5. A speech decoder that operates on a Linear Predictive Coded (LPC) speech signal, comprising:

means for receiving a LPC speech signal through a transmission channel that is susceptible to transmission errors;

means for demultiplexing and dequantizing the received LPC speech signal to obtain an excitation signal and also a set of LPC filter factors that specify a short term spectral behavior of the LPC speech signal;

means for synthesizing a speech signal from the excitation signal in cooperation with the set of LPC filter factors;

means for generating a status signal that indicates a number of transmission errors that are occurring in the transmission channel;

means for monitoring the status signal to detect a condition wherein the number of transmission errors exceeds a threshold number; and

means, responsive to said monitoring means indicating that the threshold number is exceeded, for modifying the set of LPC filter factors by performing a non-linear median filtering operation on the LPC filter factors.

6. A speech decoder as claimed in claim 5, wherein said modifying means includes means for processing K+1 most recently received sets of filter factors by a median filtering operation such that a most recently received set of P filter factors a.sub.i, where i=1,..., P, is processed together with K most recently received sets of filter factors, each K+1 most recently received sets of filter factors comprising P filter factors, to produce a modified set of median filtered LPC filter factors for use by said means for synthesizing a speech signal, wherein P is a LPC prediction order having an integer value equal to or greater than one, and wherein K is an even integer that is greater than zero.

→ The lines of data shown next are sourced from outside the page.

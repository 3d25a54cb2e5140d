use std::collections::HashMap;

use log::{debug, warn};

use crate::{
    device::{
        device::{Device, ServiceEndpoint},
        error::DeviceError,
    },
    types::{InstanceId, SessionId},
};

/// Knows every device this runtime can talk to and which device hosts each
/// component instance. "Local" means hosted by the device this registry was
/// created for.
pub struct DeviceRegistry {
    local_session: SessionId,
    devices: HashMap<SessionId, Device>,
    hosting: HashMap<InstanceId, SessionId>,
}

impl DeviceRegistry {
    pub fn new(local: Device) -> Result<Self, DeviceError> {
        local.validate()?;
        let local_session = local.session_id.clone();
        let mut devices = HashMap::new();
        devices.insert(local_session.clone(), local);
        Ok(Self {
            local_session,
            devices,
            hosting: HashMap::new(),
        })
    }

    pub fn local_session(&self) -> &SessionId {
        &self.local_session
    }

    pub fn local_device(&self) -> Option<&Device> {
        self.devices.get(&self.local_session)
    }

    pub fn register_device(&mut self, device: Device) -> Result<(), DeviceError> {
        device.validate()?;
        if self.devices.contains_key(&device.session_id) {
            return Err(DeviceError::DeviceAlreadyRegistered {
                session_id: device.session_id,
            });
        }
        debug!("Registered device {}", device.session_id);
        self.devices.insert(device.session_id.clone(), device);
        Ok(())
    }

    /// Removes a remote device together with every hosting record pointing at it
    pub fn deregister_device(&mut self, session_id: &str) -> Result<Device, DeviceError> {
        if session_id == self.local_session {
            return Err(DeviceError::CannotDeregisterLocal {
                session_id: session_id.to_string(),
            });
        }
        let device =
            self.devices
                .remove(session_id)
                .ok_or_else(|| DeviceError::DeviceNotRegistered {
                    session_id: session_id.to_string(),
                })?;
        self.hosting.retain(|_, host| host != session_id);
        Ok(device)
    }

    pub fn device(&self, session_id: &str) -> Option<&Device> {
        self.devices.get(session_id)
    }

    pub fn has_device(&self, session_id: &str) -> bool {
        self.devices.contains_key(session_id)
    }

    /// Records that `instance_id` now lives on `session_id`, replacing any
    /// previous host
    pub fn assign_instance(&mut self, instance_id: &str, session_id: &str) -> Result<(), DeviceError> {
        if !self.devices.contains_key(session_id) {
            return Err(DeviceError::DeviceNotRegistered {
                session_id: session_id.to_string(),
            });
        }
        if let Some(previous) = self
            .hosting
            .insert(instance_id.to_string(), session_id.to_string())
        {
            if previous != session_id {
                debug!(
                    "Instance {} moved from {} to {}",
                    instance_id, previous, session_id
                );
            }
        }
        Ok(())
    }

    pub fn release_instance(&mut self, instance_id: &str) -> Option<SessionId> {
        self.hosting.remove(instance_id)
    }

    pub fn host_of(&self, instance_id: &str) -> Option<&SessionId> {
        self.hosting.get(instance_id)
    }

    pub fn try_host_of(&self, instance_id: &str) -> Result<&SessionId, DeviceError> {
        self.hosting
            .get(instance_id)
            .ok_or_else(|| DeviceError::InstanceNotHosted {
                instance_id: instance_id.to_string(),
            })
    }

    /// An instance with no hosting record is never local
    pub fn is_local(&self, instance_id: &str) -> bool {
        match self.hosting.get(instance_id) {
            Some(host) => *host == self.local_session,
            None => {
                warn!("Instance {} has no hosting record", instance_id);
                false
            }
        }
    }

    pub fn instances_on(&self, session_id: &str) -> Vec<InstanceId> {
        let mut instances: Vec<InstanceId> = self
            .hosting
            .iter()
            .filter(|(_, host)| host.as_str() == session_id)
            .map(|(instance, _)| instance.clone())
            .collect();
        instances.sort();
        instances
    }

    /// Looks up a service in the local device's service registry
    pub fn local_service(&self, name: &str) -> Option<&ServiceEndpoint> {
        self.local_device().and_then(|device| device.service(name))
    }
}
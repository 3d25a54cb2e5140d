use serde::{Deserialize, Serialize};

use crate::types::InstanceId;

/// How a delivered message lands on a component
#[derive(Clone, Debug, PartialEq, Eq, Hash, Serialize, Deserialize)]
pub enum HandlerSpec {
    /// Invoke an operation; `params` is its declared parameter order
    Operation {
        name: String,
        #[serde(default)]
        params: Vec<String>,
    },
    /// Property link: set `property`, reported under `operation`
    Property { operation: String, property: String },
}

impl HandlerSpec {
    pub fn operation(name: &str) -> Self {
        HandlerSpec::Operation {
            name: name.to_string(),
            params: Vec::new(),
        }
    }

    pub fn operation_with_params(name: &str, params: &[String]) -> Self {
        HandlerSpec::Operation {
            name: name.to_string(),
            params: params.to_vec(),
        }
    }

    pub fn property(operation: &str, property: &str) -> Self {
        HandlerSpec::Property {
            operation: operation.to_string(),
            property: property.to_string(),
        }
    }

    pub fn operation_name(&self) -> &str {
        match self {
            HandlerSpec::Operation { name, .. } => name,
            HandlerSpec::Property { operation, .. } => operation,
        }
    }
}

/// A listener on a channel. Unique per (instance, operation).
#[derive(Clone, Debug, PartialEq, Eq)]
pub struct Subscription {
    pub instance_id: InstanceId,
    pub handler: HandlerSpec,
    /// Role the subscription was wired under
    pub scope: String,
}

impl Subscription {
    pub fn new(instance_id: &str, handler: HandlerSpec, scope: &str) -> Self {
        Self {
            instance_id: instance_id.to_string(),
            handler,
            scope: scope.to_string(),
        }
    }

    pub fn operation(&self) -> &str {
        self.handler.operation_name()
    }

    pub fn matches(&self, instance_id: &str, operation: &str) -> bool {
        self.instance_id == instance_id && self.operation() == operation
    }
}
pub mod error;
pub mod relocation_coordinator;
pub mod relocation_host;
pub mod relocation_item;
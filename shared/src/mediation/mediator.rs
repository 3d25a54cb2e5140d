use std::collections::HashMap;

use serde::{Deserialize, Serialize};
use serde_json::{Map, Value};

use crate::mediation::{error::MediationError, expr::Expr};

/// Declared type of a channel parameter
#[derive(Clone, Copy, Debug, Default, PartialEq, Eq, Serialize, Deserialize)]
#[serde(rename_all = "lowercase")]
pub enum ParamType {
    #[default]
    Any,
    String,
    Number,
    Boolean,
    Object,
    Array,
}

impl ParamType {
    pub fn accepts(self, value: &Value) -> bool {
        match self {
            ParamType::Any => true,
            ParamType::String => value.is_string(),
            ParamType::Number => value.is_number(),
            ParamType::Boolean => value.is_boolean(),
            ParamType::Object => value.is_object(),
            ParamType::Array => value.is_array(),
        }
    }

    pub fn name(self) -> &'static str {
        match self {
            ParamType::Any => "any",
            ParamType::String => "string",
            ParamType::Number => "number",
            ParamType::Boolean => "boolean",
            ParamType::Object => "object",
            ParamType::Array => "array",
        }
    }
}

#[derive(Clone, Debug, PartialEq, Eq, Serialize, Deserialize)]
pub struct ChannelParam {
    pub name: String,
    #[serde(rename = "type", default)]
    pub kind: ParamType,
}

/// Receiver-side mediation: target parameter names in declared order, each
/// optionally computed by a transform expression instead of taken
/// positionally.
#[derive(Clone, Debug, Default)]
pub struct MediationPlan {
    targets: Vec<(String, Option<Expr>)>,
}

impl MediationPlan {
    /// Compiles the plan; an unparsable transform fails here, at wiring time
    pub fn compile(
        targets: &[String],
        transforms: &HashMap<String, String>,
    ) -> Result<Self, MediationError> {
        let mut compiled = Vec::with_capacity(targets.len());
        for target in targets {
            let transform = match transforms.get(target) {
                Some(source) => Some(Expr::parse(source)?),
                None => None,
            };
            compiled.push((target.clone(), transform));
        }
        Ok(Self { targets: compiled })
    }

    pub fn is_identity(&self) -> bool {
        self.targets.is_empty()
    }

    /// Maps a sender's body onto this plan's target parameters.
    ///
    /// `source_params` is the sender's declared parameter order; when empty
    /// the body's own field order is used. Targets beyond the available
    /// source values are left out, extra source values are dropped.
    pub fn apply(
        &self,
        source_params: &[String],
        body: &Map<String, Value>,
    ) -> Result<Map<String, Value>, MediationError> {
        if self.is_identity() {
            return Ok(body.clone());
        }

        let scope: Vec<(String, Value)> = if source_params.is_empty() {
            body.iter().map(|(k, v)| (k.clone(), v.clone())).collect()
        } else {
            source_params
                .iter()
                .map(|name| (name.clone(), body.get(name).cloned().unwrap_or(Value::Null)))
                .collect()
        };

        let mut mediated = Map::new();
        for (index, (target, transform)) in self.targets.iter().enumerate() {
            match transform {
                Some(expr) => {
                    mediated.insert(target.clone(), expr.evaluate(&scope)?);
                }
                None => {
                    if let Some((_, value)) = scope.get(index) {
                        mediated.insert(target.clone(), value.clone());
                    }
                }
            }
        }
        Ok(mediated)
    }
}

/// Renames body fields positionally onto `targets`, keeping target order and
/// dropping extra fields. An empty target list leaves the body unchanged.
///
/// A body that already carries any target name was mediated upstream; its
/// fields are then picked by name, and targets it lacks stay absent.
pub fn remap_positionally(body: &Map<String, Value>, targets: &[String]) -> Map<String, Value> {
    if targets.is_empty() {
        return body.clone();
    }
    if targets.iter().any(|target| body.contains_key(target)) {
        return targets
            .iter()
            .filter_map(|target| body.get(target).map(|value| (target.clone(), value.clone())))
            .collect();
    }
    targets
        .iter()
        .zip(body.values())
        .map(|(target, value)| (target.clone(), value.clone()))
        .collect()
}

/// Checks mediated values positionally against the channel's parameter types
pub fn check_param_types(
    params: &[ChannelParam],
    body: &Map<String, Value>,
) -> Result<(), MediationError> {
    for (param, (_, value)) in params.iter().zip(body.iter()) {
        if !param.kind.accepts(value) {
            return Err(MediationError::ParamTypeMismatch {
                param: param.name.clone(),
                expected: param.kind.name(),
                found: value.to_string(),
            });
        }
    }
    Ok(())
}
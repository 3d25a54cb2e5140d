use std::collections::{HashMap, HashSet};

use log::{debug, info, warn};
use serde_json::json;

use nomad_shared::{
    Channel, ChannelDescriptor, ChannelName, ChannelRegistry, ComponentDescriptor,
    ComponentSnapshot, ContainerContract, Device, DeviceRegistry, Effect, Envelope, HandlerSpec,
    CorrelationId, InputEvent, InstanceId, Message, Millis, Payload, ProxyError, PublishOutcome, PublishReport,
    ServiceCall,
};

use crate::{
    container::{component_container::ComponentContainer, component_kinds::ComponentFactory},
    coordinator::relocation_host::RelocationHost,
    error::RuntimeError,
    runtime::hub::Hub,
    runtime_config::RuntimeConfig,
};

/// One device's event loop.
///
/// Single-threaded: every public call runs to completion, including the
/// effects it triggers (see [`Runtime::pump`]), before returning. Traffic for
/// other devices collects in an outbox drained with [`Runtime::take_outgoing`].
pub struct Runtime {
    config: RuntimeConfig,
    devices: DeviceRegistry,
    channels: ChannelRegistry,
    containers: HashMap<InstanceId, ComponentContainer>,
    factory: Box<dyn ComponentFactory>,
    clock: Millis,
    outbox: Vec<Envelope>,
    /// Relocating instances each channel is blocked for
    channel_holds: HashMap<ChannelName, HashSet<InstanceId>>,
    /// Reintegrated instances whose state has not been transferred yet
    awaiting_state: HashSet<InstanceId>,
    /// Service responses for local instances that cannot take them yet
    parked: HashMap<InstanceId, Vec<Envelope>>,
}
pub mod channel;
pub mod channel_registry;
pub mod descriptor;
pub mod dispatch;
pub mod error;
pub mod subscription;
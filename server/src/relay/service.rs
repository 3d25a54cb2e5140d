use serde_json::Value;

/// Outcome of a service call: the response payload, or a failure payload
pub type ServiceResult = Result<Value, Value>;

/// Answers calls for one named service on behalf of the devices that
/// declare it
pub trait ServiceGateway {
    fn call(&mut self, operation: &str, args: &[Value]) -> ServiceResult;
}

/// A [`ServiceGateway`] backed by a closure
pub struct FnService<F>(pub F);

impl<F> ServiceGateway for FnService<F>
where
    F: FnMut(&str, &[Value]) -> ServiceResult,
{
    fn call(&mut self, operation: &str, args: &[Value]) -> ServiceResult {
        (self.0)(operation, args)
    }
}
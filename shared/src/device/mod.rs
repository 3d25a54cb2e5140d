pub mod device;
pub mod device_registry;
pub mod error;
pub mod helpers;

pub use helpers::*;
pub type InstanceId = String;
pub type SessionId = String;
pub type ChannelName = String;
pub type EventId = u64;
pub type CorrelationId = u64;
pub type MigrationId = String;
/// Milliseconds on a runtime's logical clock
pub type Millis = u64;

/// Which side of a channel a participant sits on
#[derive(Clone, Copy, Debug, PartialEq, Eq, Hash)]
pub enum Side {
    Publisher,
    Consumer,
}

impl Side {
    pub fn invert(self) -> Self {
        match self {
            Side::Publisher => Side::Consumer,
            Side::Consumer => Side::Publisher,
        }
    }
}
use thiserror::Error;

#[derive(Debug, Clone, PartialEq, Eq, Error)]
pub enum TransactionError {
    /// Envelope text could not be decoded
    #[error("Unparsable envelope: {reason}")]
    UnparsableEnvelope { reason: String },

    /// The envelope's tag does not fit its payload
    #[error("Envelope tagged {tag} carries a {payload} payload")]
    TagMismatch { tag: String, payload: &'static str },
}
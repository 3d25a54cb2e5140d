use serde::{Deserialize, Serialize};
use serde_json::{Map, Value};

use crate::{
    buffer::{input_event::InputEvent, input_event_buffer::BufferSnapshot},
    channel::subscription::HandlerSpec,
    component::ComponentDescriptor,
    handler::handler_context::HandlerRecord,
    message::Message,
    proxy::network_proxy::ServiceCall,
    types::{ChannelName, Millis},
};

/// Everything a component needs to resume on another container
#[derive(Clone, Debug, PartialEq, Serialize, Deserialize)]
#[serde(rename_all = "camelCase")]
pub struct ComponentSnapshot {
    pub descriptor: ComponentDescriptor,
    /// Declared property values, in declaration order
    pub properties: Map<String, Value>,
    pub buffer: BufferSnapshot,
    pub handlers: Vec<HandlerRecord>,
    pub mappings: Vec<(ChannelName, HandlerSpec)>,
    /// Messages the blocked proxy held back from its channels
    #[serde(default)]
    pub outbound: Vec<Message>,
    /// Service calls the blocked proxy held back
    #[serde(default)]
    pub held_calls: Vec<ServiceCall>,
    /// Next service call sequence number of the source container
    #[serde(default)]
    pub call_sequence: u64,
    /// Source clock reading at capture; timers are rebased against it
    pub captured_at: Millis,
}

impl ComponentSnapshot {
    pub fn instance_id(&self) -> &str {
        &self.descriptor.instance_id
    }

    /// Appends events received elsewhere after capture, numbered after the
    /// snapshot's own events
    pub fn append_downstream(&mut self, events: Vec<InputEvent>) {
        for mut event in events {
            event.id = self.buffer.next_id;
            self.buffer.next_id += 1;
            self.buffer.downstream.push(event);
        }
    }

    pub fn to_json(&self) -> Result<Value, serde_json::Error> {
        serde_json::to_value(self)
    }

    pub fn from_json(value: Value) -> Result<Self, serde_json::Error> {
        serde_json::from_value(value)
    }
}
use std::{cell::RefCell, rc::Rc};

use serde_json::{Map, Value};

use nomad_client::ComponentKinds;
use nomad_shared::{
    Capabilities, Component, ComponentContext, ComponentError, InstanceId, Message, Millis,
    SessionId,
};

/// One operation call seen by a [`RecordingComponent`]
#[derive(Clone, Debug, PartialEq)]
pub struct Invocation {
    pub session_id: SessionId,
    pub instance_id: InstanceId,
    pub operation: String,
    pub body: Value,
    pub at: Millis,
}

/// Invocations of every recording component of a test, across devices
#[derive(Clone, Default)]
pub struct Journal(Rc<RefCell<Vec<Invocation>>>);

impl Journal {
    pub fn new() -> Self {
        Self::default()
    }

    fn record(&self, invocation: Invocation) {
        self.0.borrow_mut().push(invocation);
    }

    pub fn entries(&self) -> Vec<Invocation> {
        self.0.borrow().clone()
    }

    pub fn of(&self, instance_id: &str, operation: &str) -> Vec<Invocation> {
        self.0
            .borrow()
            .iter()
            .filter(|entry| entry.instance_id == instance_id && entry.operation == operation)
            .cloned()
            .collect()
    }

    /// `field` of every `operation` body `instance_id` received, in order
    pub fn values(&self, instance_id: &str, operation: &str, field: &str) -> Vec<Value> {
        self.of(instance_id, operation)
            .into_iter()
            .map(|entry| entry.body.get(field).cloned().unwrap_or(Value::Null))
            .collect()
    }

    pub fn clear(&self) {
        self.0.borrow_mut().clear();
    }
}

/// A component that records every operation call and turns a few
/// operations into effects:
///
/// * `arm {handler, delay}` sets a timeout
/// * `repeat {period}` sets an `onTick` interval
/// * `fetch {service, operation, arg}` calls a service, answered on `onFetched`
/// * `echo {..}` publishes `onEcho` with the same body
/// * `fail` fails
pub struct RecordingComponent {
    session_id: SessionId,
    instance_id: InstanceId,
    journal: Journal,
    properties: Map<String, Value>,
}

impl RecordingComponent {
    pub fn new(session_id: &str, instance_id: &str, journal: &Journal) -> Self {
        Self {
            session_id: session_id.to_string(),
            instance_id: instance_id.to_string(),
            journal: journal.clone(),
            properties: Map::new(),
        }
    }

    fn seen(&self) -> u64 {
        self.properties
            .get("seen")
            .and_then(Value::as_u64)
            .unwrap_or(0)
    }
}

fn text<'a>(message: &'a Message, field: &str, default: &'a str) -> &'a str {
    message
        .get(field)
        .and_then(Value::as_str)
        .unwrap_or(default)
}

fn number(message: &Message, field: &str) -> u64 {
    message.get(field).and_then(Value::as_u64).unwrap_or(0)
}

impl Component for RecordingComponent {
    fn capabilities(&self) -> Capabilities {
        Capabilities::all()
    }

    fn set_property(&mut self, name: &str, value: Value) -> Result<(), ComponentError> {
        self.properties.insert(name.to_string(), value);
        Ok(())
    }

    fn get_property(&self, name: &str) -> Option<Value> {
        self.properties.get(name).cloned()
    }

    fn invoke_operation(
        &mut self,
        name: &str,
        message: &Message,
        ctx: &mut ComponentContext,
    ) -> Result<(), ComponentError> {
        self.journal.record(Invocation {
            session_id: self.session_id.clone(),
            instance_id: self.instance_id.clone(),
            operation: name.to_string(),
            body: Value::Object(message.body.clone()),
            at: ctx.now(),
        });
        let seen = self.seen() + 1;
        self.properties.insert("seen".to_string(), Value::from(seen));

        match name {
            "arm" => {
                let handler = text(message, "handler", "onTimer");
                ctx.set_timeout(handler, number(message, "delay"), vec![]);
            }
            "repeat" => {
                ctx.set_interval("onTick", number(message, "period"), vec![]);
            }
            "fetch" => {
                let arg = message.get("arg").cloned().unwrap_or(Value::Null);
                ctx.call_service(
                    text(message, "service", "weather"),
                    text(message, "operation", "today"),
                    vec![arg],
                    "onFetched",
                );
            }
            "echo" => ctx.publish(Message::with_body("onEcho", message.body.clone())),
            "fail" => {
                return Err(ComponentError::Failed {
                    operation: name.to_string(),
                    reason: "asked to".to_string(),
                })
            }
            _ => {}
        }
        Ok(())
    }
}

/// Component kinds for one device: `recorder` builds a [`RecordingComponent`]
/// writing to `journal`
pub fn recording_kinds(session_id: &str, journal: &Journal) -> ComponentKinds {
    let session_id = session_id.to_string();
    let journal = journal.clone();
    ComponentKinds::new().with_kind("recorder", move |descriptor| {
        Box::new(RecordingComponent::new(
            &session_id,
            &descriptor.instance_id,
            &journal,
        ))
    })
}
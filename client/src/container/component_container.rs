use log::{debug, warn};
use serde_json::{Map, Value};

use nomad_shared::{
    BufferConfig, Capabilities, Capability, ChannelName, Component, ComponentContext,
    ComponentDescriptor, ComponentError, ComponentSnapshot, ContainerContract, CorrelationId,
    Effect, EventId, EventProxy, HandlerContextRegistry, HandlerSpec, InputEvent,
    InputEventBuffer, InputEventKind, Message, Millis,
};

/// The part of a container its proxies see
pub struct ContainerCore {
    descriptor: ComponentDescriptor,
    component: Box<dyn Component>,
    capabilities: Capabilities,
    buffer: InputEventBuffer,
    registry: HandlerContextRegistry,
    initialized: bool,
    now: Millis,
    effects: Vec<Effect>,
    /// Set once a snapshot is restored; downstream events numbered below it
    /// came from that snapshot
    restored_from: Option<EventId>,
    /// Events received before the snapshot arrived, kept for compensation
    received_early: Vec<InputEvent>,
    /// Next service call sequence number
    call_sequence: u64,
}

impl ContainerCore {
    fn context(&self, correlation_id: Option<CorrelationId>) -> ComponentContext {
        ComponentContext::new(&self.descriptor.instance_id, self.now, correlation_id)
            .with_call_sequence(self.call_sequence)
    }

    fn collect(&mut self, mut ctx: ComponentContext) {
        self.call_sequence = ctx.call_sequence();
        self.effects.extend(ctx.take_effects());
    }
}

impl ContainerContract for ContainerCore {
    fn instance_id(&self) -> &str {
        &self.descriptor.instance_id
    }

    fn input_event_buffer(&mut self) -> &mut InputEventBuffer {
        &mut self.buffer
    }

    fn handler_registry(&mut self) -> &mut HandlerContextRegistry {
        &mut self.registry
    }

    fn set_property(
        &mut self,
        name: &str,
        value: Value,
        _correlation_id: Option<CorrelationId>,
    ) -> Result<(), ComponentError> {
        if !self.capabilities.contains(Capability::SetProperty) {
            debug!(
                "{} has no setProperty, ignoring {}",
                self.descriptor.instance_id, name
            );
            return Ok(());
        }
        self.component.set_property(name, value)
    }

    fn invoke_operation(
        &mut self,
        name: &str,
        message: &Message,
        correlation_id: Option<CorrelationId>,
    ) -> Result<(), ComponentError> {
        if !self.initialized {
            return Err(ComponentError::NotInitialized {
                instance_id: self.descriptor.instance_id.clone(),
            });
        }
        if !self.capabilities.contains(Capability::Invoke) {
            debug!(
                "{} has no invokeOperation, ignoring {}",
                self.descriptor.instance_id, name
            );
            return Ok(());
        }
        let mut ctx = self.context(correlation_id);
        let result = self.component.invoke_operation(name, message, &mut ctx);
        self.collect(ctx);
        result
    }

    fn component_config(&self) -> &Value {
        &self.descriptor.config
    }

    fn is_initialized(&self) -> bool {
        self.initialized
    }

    fn now(&self) -> Millis {
        self.now
    }
}

/// Hosts one component instance together with its event proxy, input event
/// buffer and handler registry
pub struct ComponentContainer {
    core: ContainerCore,
    proxy: EventProxy,
}

impl ComponentContainer {
    pub fn new(
        descriptor: ComponentDescriptor,
        component: Box<dyn Component>,
        config: &BufferConfig,
        now: Millis,
    ) -> Self {
        let capabilities = component.capabilities();
        let proxy = EventProxy::new(&descriptor.instance_id, config);
        Self {
            core: ContainerCore {
                descriptor,
                component,
                capabilities,
                buffer: InputEventBuffer::new(config),
                registry: HandlerContextRegistry::new(),
                initialized: false,
                now,
                effects: Vec::new(),
                restored_from: None,
                received_early: Vec::new(),
                call_sequence: 0,
            },
            proxy,
        }
    }

    pub fn instance_id(&self) -> &str {
        &self.core.descriptor.instance_id
    }

    pub fn descriptor(&self) -> &ComponentDescriptor {
        &self.core.descriptor
    }

    pub fn capabilities(&self) -> Capabilities {
        self.core.capabilities
    }

    pub fn is_initialized(&self) -> bool {
        self.core.initialized
    }

    /// Splits the container into the proxy and the contract it drives
    pub fn parts(&mut self) -> (&mut EventProxy, &mut ContainerCore) {
        (&mut self.proxy, &mut self.core)
    }

    pub fn proxy(&self) -> &EventProxy {
        &self.proxy
    }

    pub fn buffer(&self) -> &InputEventBuffer {
        &self.core.buffer
    }

    pub fn registry(&self) -> &HandlerContextRegistry {
        &self.core.registry
    }

    pub fn set_clock(&mut self, now: Millis) {
        self.core.now = now;
    }

    pub fn take_effects(&mut self) -> Vec<Effect> {
        std::mem::take(&mut self.core.effects)
    }

    pub fn has_effects(&self) -> bool {
        !self.core.effects.is_empty()
    }

    // Lifecycle

    pub fn initialize(&mut self) -> Result<(), ComponentError> {
        if self.core.initialized {
            return Ok(());
        }
        self.core.initialized = true;
        if self.core.capabilities.contains(Capability::Init) {
            let mut ctx = self.core.context(None);
            let result = self.core.component.init(&mut ctx);
            self.core.collect(ctx);
            if let Err(error) = result {
                self.core.initialized = false;
                return Err(error);
            }
        }
        Ok(())
    }

    pub fn show(&mut self) {
        if self.core.capabilities.contains(Capability::Show) {
            self.core.component.show();
        }
    }

    pub fn hide(&mut self) {
        if self.core.capabilities.contains(Capability::Hide) {
            self.core.component.hide();
        }
    }

    pub fn enable(&mut self) {
        if self.core.capabilities.contains(Capability::Enable) {
            self.core.component.enable();
        }
    }

    pub fn disable(&mut self) {
        if self.core.capabilities.contains(Capability::Disable) {
            self.core.component.disable();
        }
    }

    pub fn dispose(&mut self) {
        if self.core.capabilities.contains(Capability::Dispose) {
            self.core.component.dispose();
        }
        self.core.initialized = false;
    }

    // Calls from the host application

    /// Invokes an operation directly, outside any channel
    pub fn invoke(&mut self, operation: &str, message: &Message) -> Result<(), ComponentError> {
        self.core.invoke_operation(operation, message, None)
    }

    pub fn property(&self, name: &str) -> Option<Value> {
        if !self.core.capabilities.contains(Capability::GetProperty) {
            return None;
        }
        self.core.component.get_property(name)
    }

    // Relocation

    /// Current values of the declared properties, in declaration order
    pub fn properties(&self) -> Map<String, Value> {
        self.core
            .descriptor
            .properties
            .iter()
            .filter_map(|name| self.property(name).map(|value| (name.clone(), value)))
            .collect()
    }

    pub fn snapshot(&self) -> ComponentSnapshot {
        ComponentSnapshot {
            descriptor: self.core.descriptor.clone(),
            properties: self.properties(),
            buffer: self.core.buffer.snapshot(),
            handlers: self.core.registry.snapshot(),
            mappings: self.proxy.recorded_mappings(),
            outbound: self.proxy.held_messages(),
            held_calls: self.proxy.network_ref().held_calls(),
            call_sequence: self.core.call_sequence,
            captured_at: self.core.now,
        }
    }

    pub fn register_mappings(&mut self, mappings: &[(ChannelName, HandlerSpec)]) {
        for (channel, handler) in mappings {
            self.proxy.add_operation_mapping(channel, handler.clone());
        }
    }

    /// Applies a snapshot's property values, buffered events and
    /// continuations. Property failures are logged and skipped.
    pub fn restore(&mut self, snapshot: ComponentSnapshot) {
        for (name, value) in snapshot.properties {
            if let Err(error) = self.core.set_property(&name, value, None) {
                warn!(
                    "{}: restoring property {} failed: {}",
                    self.instance_id(),
                    name,
                    error
                );
            }
        }
        self.core.call_sequence = self.core.call_sequence.max(snapshot.call_sequence);
        let boundary = snapshot.buffer.next_id;
        self.core.restored_from = Some(boundary);
        self.proxy.restore_held(snapshot.outbound, snapshot.held_calls);
        self.core.buffer.restore(snapshot.buffer);
        self.core.received_early = self
            .core
            .buffer
            .downstream()
            .filter(|event| event.id >= boundary && is_external(event))
            .cloned()
            .collect();
        let now = self.core.now;
        self.core
            .registry
            .restore(snapshot.handlers, snapshot.captured_at, now);
    }

    /// Calls and network responses this container received from the outside
    /// rather than from a restored snapshot, oldest first. Handed back to the
    /// source when a relocation is compensated.
    pub fn late_events(&self) -> Vec<InputEvent> {
        let boundary = self.core.restored_from;
        let mut events = self.core.received_early.clone();
        let pending = self
            .core
            .buffer
            .downstream()
            .filter(|event| boundary.map_or(true, |first| event.id >= first))
            .filter(|event| is_external(event))
            .filter(|event| !events.iter().any(|early| early.id == event.id))
            .cloned()
            .collect::<Vec<_>>();
        events.extend(pending);
        events
    }
}

fn is_external(event: &InputEvent) -> bool {
    matches!(
        event.kind,
        InputEventKind::Call { .. } | InputEventKind::NetworkResponse { .. }
    )
}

7. A speech decoder as set forth in claim 6, wherein said modifying means includes means for performing a recursive median filtering operation, wherein each of the modified P filter factors that is produced for the most recently received sets of P filter factors are employed for median filtering a next set of received P filter factors.

8. A speech decoder as set forth in claim 5, wherein said modifying means comprises:

means for median filtering (K+1) vectors comprised of a most recently received set of P filter factors a.sub.i, where i=1,..., P, and K previous most recently received sets of P filter factors, wherein each of the (K+1) vectors has a dimension of P and contains a set of P filter factors;

means for determining a distance of each of the (K+1) vectors to all other (K+1) vectors;

means for selecting as an output vector one of the (K+1) vectors that is determined to have a minimum distance to all other (K+1) vectors; and

means for selecting the P filter factors contained in the selected output vector to be a set of modified LPC filter factors for use by said means for synthesizing a speech signal, wherein P is a LPC prediction order having an integer value equal to or greater than one, and wherein K is an even integer that is greater than zero.